Au regard des petites pièces de porcelaines qui sont renfermées dans de grandes caisses rondes, chacune est posée sur une soucoupe de terre, de l’épaisseur de deux écus, et de la largeur de son pied : ces bases sont aussi semées de poussière de kao lin. Quand ces caisses sont un peu larges, on ne met point de porcelaine au milieu, parce qu’elle y serait trop éloignée des côtés, que par là elle pourrait manquer de force, s’ouvrir, et s’enfoncer, ce qui ferait du ravage dans toute la colonne. Il est bon de savoir que ces caisses ont le tiers d’un pied en hauteur, et qu’en partie elles ne sont pas cuites, non plus que la porcelaine. Néanmoins on remplit entièrement celles qui ont déjà été cuites, et qui peuvent encore servir.
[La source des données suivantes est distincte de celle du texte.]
//! # Loader Primitives
//!
//! Hardcoded constants shared by the loader, the cache and the bootstrap loop.
//!
//! These are compiled into the binary and are immutable at runtime.
//! Configuration may extend the exclusion sets but never shrink them.

/// Separator between the segments of a unit name.
pub const NAMESPACE_SEPARATOR: char = '.';

/// File extension of unit entries in the byte source.
pub const UNIT_EXTENSION: &str = "unit";

// =============================================================================
// PERSISTENT CACHE FORMAT
// =============================================================================

/// Magic bytes for the cache index record header.
///
/// - Record = Magic Bytes ("LWCI") + Version (u8) before payload.
pub const MAGIC_BYTES: &[u8; 4] = b"LWCI";

/// Current index record format version.
///
/// Increment this when making breaking changes to the index record.
pub const FORMAT_VERSION: u8 = 1;

/// Default file name of the cache container, relative to the working directory.
pub const CACHE_FILE_NAME: &str = "unit_cache.redb";

/// Key under which the index record is stored in the metadata table.
pub const INDEX_RECORD_KEY: &str = "unit_index";

/// Default directory watched by the generation fingerprint.
pub const WATCHED_DIR_NAME: &str = "bundles";

/// Width of a checksum rendered as a blob key.
pub const CHECKSUM_HEX_WIDTH: usize = 8;

// =============================================================================
// BYTE SOURCE
// =============================================================================

/// Host device names that cannot be used as file names on every platform.
///
/// Un-namespaced units whose upper-cased name starts with one of these are
/// first looked up under the `_`-prefixed alias.
pub const RESERVED_NAMES: &[&str] = &[
    "CON", "PRN", "AUX", "NUL", "COM1", "COM2", "COM3", "COM4", "COM5", "COM6", "COM7", "COM8",
    "COM9", "LPT1", "LPT2", "LPT3", "LPT4", "LPT5", "LPT6", "LPT7", "LPT8", "LPT9",
];

/// Prefix used for the sanitized alias of a reserved name.
pub const RESERVED_ALIAS_PREFIX: &str = "_";

/// Environment variable consulted by the origin discovery chain.
pub const CLASSPATH_ENV: &str = "LAUNCHWRAP_CLASSPATH";

// =============================================================================
// EXCLUSIONS
// =============================================================================

/// Prefixes always routed to the fallback resolver.
pub const DEFAULT_DELEGATION_EXCLUSIONS: &[&str] =
    &["std.", "core.", "alloc.", "proc_macro.", "launchwrap."];

/// Prefixes always loaded without running the transform pipeline.
pub const DEFAULT_BYPASS_EXCLUSIONS: &[&str] = &[
    "std.",
    "core.",
    "alloc.",
    "serde.",
    "postcard.",
    "redb.",
    "tracing.",
];

// =============================================================================
// BOOTSTRAP
// =============================================================================

/// Bundle used when no `--tweakClass` option is given.
pub const DEFAULT_TWEAKER: &str = "launchwrap.tweak.DefaultTweaker";

/// Name of the directory family used by the transformed-unit dump.
pub const DUMP_DIR_NAME: &str = "UNIT_DUMP";

/// Number of numbered dump directories tried before giving up.
pub const MAX_DUMP_DIRS: usize = 10;

/// Blackboard keys seeded by the bootstrap loop.
pub mod blackboard_keys {
    /// Pending bundle descriptors (`Vec<TweakerDescriptor>`).
    pub const TWEAK_CLASSES: &str = "TweakClasses";
    /// Accumulating entry-point argument list (`Vec<String>`).
    pub const ARGUMENT_LIST: &str = "ArgumentList";
    /// Names of bundles already visited, in visit order (`Vec<String>`).
    pub const TWEAKS: &str = "Tweaks";
    /// Launch target read by the default bundle (`String`).
    pub const LAUNCH_TARGET: &str = "LaunchTarget";
    /// Persistent unit cache, when one is open (`Arc<UnitCache>`).
    pub const UNIT_CACHE: &str = "UnitCache";
}

#[cfg(test)]
mod tests {
    use super::*;

    #[test]
    fn magic_bytes_correct() {
        assert_eq!(MAGIC_BYTES, b"LWCI");
    }

    #[test]
    fn default_tweaker_is_delegated() {
        assert!(
            DEFAULT_DELEGATION_EXCLUSIONS
                .iter()
                .any(|prefix| DEFAULT_TWEAKER.starts_with(prefix))
        );
    }
}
Il ne faut pas oublier la manière dont la porcelaine se met dans ces caisses : l’ouvrier ne la touche pas immédiatement de la main : il pourrait ou la casser, car rien n’est plus fragile ; ou la faner, ou lui faire des inégalités. C’est par le moyen d’un petit cordon qu’il la tire de dessus la planche. Ce cordon tient d’un côté à deux branches un peu courbées d’une fourchette de bois, qu’il prend d’une main, tandis que de l’autre il tient les deux bouts du cordon croisés et ouverts, selon la largeur de la porcelaine : c’est ainsi qu’il l’environne, qu’il l’élève doucement, et qu’il la pose dans la caisse sur la petite soucoupe. Tout cela se fait avec une vitesse incroyable.
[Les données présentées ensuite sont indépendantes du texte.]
//! # Unit Cache
//!
//! The persistent transform cache: an [`ArtifactCache`] container plus the
//! in-memory [`CacheIndex`] mapping original-content checksums to
//! transformed-content checksums.
//!
//! ## Lifecycle
//!
//! 1. `UnitCache::open` opens (or recreates) the container and loads the index
//!    record. A record whose generation fingerprint differs from the current
//!    one is discarded; the blobs it referenced stay in the container.
//! 2. Loads consult and extend the index concurrently.
//! 3. `UnitCache::flush` writes the index back exactly once, at shutdown.
//!    [`ShutdownFlush`] ties that to a scope.

use crate::checksum::Adler32;
use crate::formats::{IndexRecord, index_from_bytes, index_to_bytes};
use crate::primitives::INDEX_RECORD_KEY;
use crate::storage::ArtifactCache;
use crate::{Checksum, LoaderError};
use dashmap::DashMap;
use std::path::Path;
use std::sync::Arc;
use std::sync::atomic::{AtomicBool, Ordering};

// =============================================================================
// CACHE INDEX
// =============================================================================

/// Concurrent original → transformed checksum mapping.
///
/// Entries are first-writer-wins: a key, once recorded, keeps its value.
#[derive(Debug, Default)]
pub struct CacheIndex {
    generation: Checksum,
    entries: DashMap<Checksum, Checksum>,
}

impl CacheIndex {
    /// An empty index for the given generation.
    #[must_use]
    pub fn new(generation: Checksum) -> Self {
        Self {
            generation,
            entries: DashMap::new(),
        }
    }

    /// Rebuild from a persisted record, discarding it when the generation
    /// does not match.
    #[must_use]
    pub fn from_record(record: IndexRecord, generation: Checksum) -> Self {
        if record.generation != generation {
            tracing::info!(
                "Cache generation changed, creating new cache index: {} != {}",
                generation,
                record.generation
            );
            return Self::new(generation);
        }
        let index = Self::new(generation);
        for (original, transformed) in record.transformed {
            index.entries.insert(original, transformed);
        }
        index
    }

    /// The generation fingerprint this index belongs to.
    #[must_use]
    pub fn generation(&self) -> Checksum {
        self.generation
    }

    /// Transformed checksum recorded for `original`.
    #[must_use]
    pub fn get(&self, original: Checksum) -> Option<Checksum> {
        self.entries.get(&original).map(|entry| *entry.value())
    }

    /// Record a mapping unless one already exists. Returns `true` if recorded.
    pub fn record(&self, original: Checksum, transformed: Checksum) -> bool {
        let mut inserted = false;
        self.entries.entry(original).or_insert_with(|| {
            inserted = true;
            transformed
        });
        inserted
    }

    /// Number of recorded mappings.
    #[must_use]
    pub fn len(&self) -> usize {
        self.entries.len()
    }

    /// Whether no mappings are recorded.
    #[must_use]
    pub fn is_empty(&self) -> bool {
        self.entries.is_empty()
    }

    /// Snapshot into the persisted form.
    #[must_use]
    pub fn to_record(&self) -> IndexRecord {
        let mut record = IndexRecord::empty(self.generation);
        for entry in &self.entries {
            record.transformed.insert(*entry.key(), *entry.value());
        }
        record
    }
}

// =============================================================================
// GENERATION FINGERPRINT
// =============================================================================

/// Fingerprint the files directly inside `dir`.
///
/// Files are visited in file-name order and their contents fed to one rolling
/// checksum. A missing directory fingerprints to [`Checksum::EMPTY`].
pub fn generation_fingerprint(dir: &Path) -> Result<Checksum, LoaderError> {
    if !dir.is_dir() {
        return Ok(Checksum::EMPTY);
    }

    let mut files = Vec::new();
    let entries = std::fs::read_dir(dir).map_err(|e| {
        LoaderError::IoError(format!("Cannot list {}: {}", dir.display(), e))
    })?;
    for entry in entries {
        let entry = entry.map_err(|e| LoaderError::IoError(e.to_string()))?;
        let path = entry.path();
        if path.is_file() {
            files.push(path);
        }
    }
    files.sort();

    let mut adler = Adler32::new();
    for file in &files {
        let bytes = std::fs::read(file).map_err(|e| {
            LoaderError::IoError(format!("Cannot read {}: {}", file.display(), e))
        })?;
        adler.update(&bytes);
    }
    Ok(adler.finish())
}

// =============================================================================
// UNIT CACHE
// =============================================================================

/// Summary counters of a unit cache.
#[derive(Debug, Clone, Copy, PartialEq, Eq)]
pub struct CacheStats {
    /// Generation fingerprint of the live index.
    pub generation: Checksum,
    /// Number of index mappings.
    pub index_entries: usize,
    /// Number of blobs in the container (including leaked ones).
    pub stored_blobs: u64,
}

/// Persistent container + index, shared by every loader thread.
#[derive(Debug)]
pub struct UnitCache {
    container: ArtifactCache,
    index: CacheIndex,
    flushed: AtomicBool,
}

impl UnitCache {
    /// Open the cache at `path` for the given generation fingerprint.
    ///
    /// An unreadable container is recreated empty; an unreadable index record
    /// is treated as an empty index. Both are logged.
    pub fn open(path: impl AsRef<Path>, generation: Checksum) -> Result<Self, LoaderError> {
        let started = std::time::Instant::now();
        let container = ArtifactCache::open_or_recreate(path)?;

        let index = match container.read_metadata(INDEX_RECORD_KEY) {
            Ok(Some(bytes)) => match index_from_bytes(&bytes) {
                Ok(record) => CacheIndex::from_record(record, generation),
                Err(e) => {
                    tracing::warn!("Failed to read cache index, starting empty: {}", e);
                    CacheIndex::new(generation)
                }
            },
            Ok(None) => CacheIndex::new(generation),
            Err(e) => {
                tracing::warn!("Failed to read cache index, starting empty: {}", e);
                CacheIndex::new(generation)
            }
        };

        tracing::info!(
            "Initialized unit cache at {} ({} entries) in {:?}",
            container.path().display(),
            index.len(),
            started.elapsed()
        );

        Ok(Self {
            container,
            index,
            flushed: AtomicBool::new(false),
        })
    }

    /// The live index.
    #[must_use]
    pub fn index(&self) -> &CacheIndex {
        &self.index
    }

    /// Transformed checksum recorded for `original`.
    #[must_use]
    pub fn lookup(&self, original: Checksum) -> Option<Checksum> {
        self.index.get(original)
    }

    /// Read transformed bytes stored under `transformed`.
    pub fn fetch(&self, transformed: Checksum) -> Result<Option<Vec<u8>>, LoaderError> {
        self.container.get(transformed)
    }

    /// Record a transform outcome.
    ///
    /// The blob is only written when the transform changed the bytes; the
    /// mapping is recorded either way so identity transforms also short-circuit.
    pub fn store(
        &self,
        original: Checksum,
        transformed: Checksum,
        bytes: &[u8],
    ) -> Result<(), LoaderError> {
        if transformed != original {
            self.container.put_if_absent(transformed, bytes)?;
        }
        self.index.record(original, transformed);
        Ok(())
    }

    /// Counters for logging and diagnostics.
    pub fn stats(&self) -> Result<CacheStats, LoaderError> {
        Ok(CacheStats {
            generation: self.index.generation(),
            index_entries: self.index.len(),
            stored_blobs: self.container.blob_count()?,
        })
    }

    /// Persist the index. Only the first call writes; later calls are no-ops.
    pub fn flush(&self) -> Result<(), LoaderError> {
        if self.flushed.swap(true, Ordering::SeqCst) {
            return Ok(());
        }
        let bytes = index_to_bytes(&self.index.to_record())?;
        self.container.write_metadata(INDEX_RECORD_KEY, &bytes)?;
        Ok(())
    }

    /// [`flush`](Self::flush) for shutdown paths: the outcome is logged,
    /// never returned.
    pub fn save(&self) {
        match self.flush() {
            Ok(()) => match self.stats() {
                Ok(stats) => tracing::info!(
                    "Saved caches successfully ({} index entries, {} blobs)",
                    stats.index_entries,
                    stats.stored_blobs
                ),
                Err(_) => tracing::info!("Saved caches successfully"),
            },
            Err(e) => tracing::error!("Failed to save caches: {}", e),
        }
    }
}

/// Flushes a [`UnitCache`] when dropped.
///
/// Hold one for the lifetime of the process; failures are logged, never
/// retried.
#[derive(Debug)]
pub struct ShutdownFlush {
    cache: Arc<UnitCache>,
}

impl ShutdownFlush {
    /// Guard the given cache.
    #[must_use]
    pub fn new(cache: Arc<UnitCache>) -> Self {
        Self { cache }
    }
}

impl Drop for ShutdownFlush {
    fn drop(&mut self) {
        self.cache.save();
    }
}

// =============================================================================
// TESTS
// =============================================================================

#[cfg(test)]
#[allow(clippy::unwrap_used, clippy::panic)]
mod tests {
    use super::*;
    use tempfile::tempdir;

    #[test]
    fn index_is_first_writer_wins() {
        let index = CacheIndex::new(Checksum(1));
        assert!(index.record(Checksum(10), Checksum(20)));
        assert!(!index.record(Checksum(10), Checksum(30)));
        assert_eq!(index.get(Checksum(10)), Some(Checksum(20)));
    }

    #[test]
    fn stale_generation_discards_record() {
        let mut record = IndexRecord::empty(Checksum(1));
        record.transformed.insert(Checksum(10), Checksum(20));

        let same = CacheIndex::from_record(record.clone(), Checksum(1));
        assert_eq!(same.len(), 1);

        let changed = CacheIndex::from_record(record, Checksum(2));
        assert!(changed.is_empty());
        assert_eq!(changed.generation(), Checksum(2));
    }

    #[test]
    fn index_survives_flush_and_reopen() {
        let temp = tempdir().expect("temp dir");
        let path = temp.path().join("unit_cache.redb");

        {
            let cache = UnitCache::open(&path, Checksum(3)).expect("open");
            cache
                .store(Checksum(10), Checksum(20), b"transformed")
                .expect("store");
            cache.store(Checksum(11), Checksum(11), b"same").expect("store");
            cache.flush().expect("flush");
        }

        let cache = UnitCache::open(&path, Checksum(3)).expect("reopen");
        assert_eq!(cache.lookup(Checksum(10)), Some(Checksum(20)));
        assert_eq!(cache.lookup(Checksum(11)), Some(Checksum(11)));
        assert_eq!(
            cache.fetch(Checksum(20)).expect("fetch"),
            Some(b"transformed".to_vec())
        );
        // identity transforms store no blob
        assert_eq!(cache.fetch(Checksum(11)).expect("fetch"), None);
    }

    #[test]
    fn unflushed_entries_are_lost_but_blobs_remain() {
        let temp = tempdir().expect("temp dir");
        let path = temp.path().join("unit_cache.redb");

        {
            let cache = UnitCache::open(&path, Checksum(3)).expect("open");
            cache.store(Checksum(10), Checksum(20), b"t").expect("store");
        }

        let cache = UnitCache::open(&path, Checksum(3)).expect("reopen");
        assert_eq!(cache.lookup(Checksum(10)), None);
        assert_eq!(cache.stats().expect("stats").stored_blobs, 1);
    }

    #[test]
    fn flush_writes_only_once() {
        let temp = tempdir().expect("temp dir");
        let path = temp.path().join("unit_cache.redb");

        {
            let cache = UnitCache::open(&path, Checksum(3)).expect("open");
            cache.store(Checksum(1), Checksum(2), b"a").expect("store");
            cache.flush().expect("flush");
            cache.store(Checksum(4), Checksum(5), b"b").expect("store");
            cache.flush().expect("second flush is a no-op");
        }

        let cache = UnitCache::open(&path, Checksum(3)).expect("reopen");
        assert_eq!(cache.lookup(Checksum(1)), Some(Checksum(2)));
        assert_eq!(cache.lookup(Checksum(4)), None);
    }

    #[test]
    fn shutdown_guard_flushes_on_drop() {
        let temp = tempdir().expect("temp dir");
        let path = temp.path().join("unit_cache.redb");

        {
            let cache = Arc::new(UnitCache::open(&path, Checksum(8)).expect("open"));
            let _guard = ShutdownFlush::new(Arc::clone(&cache));
            cache.store(Checksum(1), Checksum(2), b"a").expect("store");
        }

        let cache = UnitCache::open(&path, Checksum(8)).expect("reopen");
        assert_eq!(cache.lookup(Checksum(1)), Some(Checksum(2)));
    }

    #[test]
    fn fingerprint_tracks_watched_files() {
        let temp = tempdir().expect("temp dir");
        let watched = temp.path().join("bundles");

        assert_eq!(
            generation_fingerprint(&watched).expect("missing dir"),
            Checksum::EMPTY
        );

        std::fs::create_dir(&watched).expect("mkdir");
        std::fs::write(watched.join("a.bundle"), b"alpha").expect("write");
        let first = generation_fingerprint(&watched).expect("fingerprint");
        assert_eq!(first, generation_fingerprint(&watched).expect("again"));

        std::fs::write(watched.join("b.bundle"), b"beta").expect("write");
        let second = generation_fingerprint(&watched).expect("fingerprint");
        assert_ne!(first, second);
    }
}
J’ai dit que le bas du fourneau a un demi pied de gros gravier : ce gravier sert à asseoir plus sûrement les colonnes de porcelaine, dont les rangs, qui sont au milieu du fourneau, ont au moins sept à pieds de hauteur. Les deux caisses qui sont au bas de chaque colonne, sont vides, parce que le feu n’agit pas assez en bas, et que le gravier les couvre en partie. C’est par la même raison que la caisse qui est placée au haut de la pile, demeure vide.